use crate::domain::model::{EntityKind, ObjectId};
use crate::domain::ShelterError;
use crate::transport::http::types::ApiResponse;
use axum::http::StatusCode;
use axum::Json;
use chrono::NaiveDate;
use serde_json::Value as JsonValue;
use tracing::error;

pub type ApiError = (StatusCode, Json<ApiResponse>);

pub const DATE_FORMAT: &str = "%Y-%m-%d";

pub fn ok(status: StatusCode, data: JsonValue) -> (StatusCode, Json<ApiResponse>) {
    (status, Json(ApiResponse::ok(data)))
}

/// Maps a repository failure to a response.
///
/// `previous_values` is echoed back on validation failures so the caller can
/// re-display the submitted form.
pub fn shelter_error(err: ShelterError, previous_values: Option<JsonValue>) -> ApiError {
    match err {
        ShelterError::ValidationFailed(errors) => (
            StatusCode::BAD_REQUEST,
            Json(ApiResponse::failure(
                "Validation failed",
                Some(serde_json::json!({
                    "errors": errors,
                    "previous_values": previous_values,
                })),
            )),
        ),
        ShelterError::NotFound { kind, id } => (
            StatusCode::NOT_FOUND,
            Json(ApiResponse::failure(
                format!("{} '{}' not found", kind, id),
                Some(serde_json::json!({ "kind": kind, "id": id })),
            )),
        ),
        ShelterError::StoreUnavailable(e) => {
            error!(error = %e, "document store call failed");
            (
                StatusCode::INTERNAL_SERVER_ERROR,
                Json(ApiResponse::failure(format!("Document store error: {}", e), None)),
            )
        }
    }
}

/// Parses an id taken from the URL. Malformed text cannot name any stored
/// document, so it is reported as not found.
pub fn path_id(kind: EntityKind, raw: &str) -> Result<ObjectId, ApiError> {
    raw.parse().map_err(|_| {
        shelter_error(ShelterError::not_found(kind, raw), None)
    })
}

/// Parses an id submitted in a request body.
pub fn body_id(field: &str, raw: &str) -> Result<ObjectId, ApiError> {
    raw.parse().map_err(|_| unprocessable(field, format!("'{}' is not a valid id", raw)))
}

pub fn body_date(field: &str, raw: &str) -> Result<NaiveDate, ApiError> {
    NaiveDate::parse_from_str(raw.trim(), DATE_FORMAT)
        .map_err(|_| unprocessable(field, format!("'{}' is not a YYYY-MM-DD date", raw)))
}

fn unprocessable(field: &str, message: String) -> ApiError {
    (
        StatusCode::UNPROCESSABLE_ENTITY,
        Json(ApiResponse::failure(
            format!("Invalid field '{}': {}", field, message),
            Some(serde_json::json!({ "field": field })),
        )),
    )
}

________________________

Description of the task
Each entry above is to be transcribed exactly as it was written.

Response to this task
use crate::domain::model::{EntityKind, ObjectId};
use crate::domain::ShelterError;
use crate::transport::http::types::ApiResponse;
use axum::http::StatusCode;
use axum::Json;
use chrono::NaiveDate;
use serde_json::Value as JsonValue;
use tracing::error;

pub type ApiError = (StatusCode, Json<ApiResponse>);

pub const DATE_FORMAT: &str = "%Y-%m-%d";

pub fn ok(status: StatusCode, data: JsonValue) -> (StatusCode, Json<ApiResponse>) {
    (status, Json(ApiResponse::ok(data)))
}

/// Maps a repository failure to a response.
///
/// `previous_values` is echoed back on validation failures so the caller can
/// re-display the submitted form.
pub fn shelter_error(err: ShelterError, previous_values: Option<JsonValue>) -> ApiError {
    match err {
        ShelterError::ValidationFailed(errors) => (
            StatusCode::BAD_REQUEST,
            Json(ApiResponse::failure(
                "Validation failed",
                Some(serde_json::json!({
                    "errors": errors,
                    "previous_values": previous_values,
                })),
            )),
        ),
        ShelterError::NotFound { kind, id } => (
            StatusCode::NOT_FOUND,
            Json(ApiResponse::failure(
                format!("{} '{}' not found", kind, id),
                Some(serde_json::json!({ "kind": kind, "id": id })),
            )),
        ),
        ShelterError::StoreUnavailable(e) => {
            error!(error = %e, "document store call failed");
            (
                StatusCode::INTERNAL_SERVER_ERROR,
                Json(ApiResponse::failure(format!("Document store error: {}", e), None)),
            )
        }
    }
}

/// Parses an id taken from the URL. Malformed text cannot name any stored
/// document, so it is reported as not found.
pub fn path_id(kind: EntityKind, raw: &str) -> Result<ObjectId, ApiError> {
    raw.parse().map_err(|_| {
        shelter_error(ShelterError::not_found(kind, raw), None)
    })
}

/// Parses an id submitted in a request body.
pub fn body_id(field: &str, raw: &str) -> Result<ObjectId, ApiError> {
    raw.parse().map_err(|_| unprocessable(field, format!("'{}' is not a valid id", raw)))
}

pub fn body_date(field: &str, raw: &str) -> Result<NaiveDate, ApiError> {
    NaiveDate::parse_from_str(raw.trim(), DATE_FORMAT)
        .map_err(|_| unprocessable(field, format!("'{}' is not a YYYY-MM-DD date", raw)))
}

fn unprocessable(field: &str, message: String) -> ApiError {
    (
        StatusCode::UNPROCESSABLE_ENTITY,
        Json(ApiResponse::failure(
            format!("Invalid field '{}': {}", field, message),
            Some(serde_json::json!({ "field": field })),
        )),
    )
}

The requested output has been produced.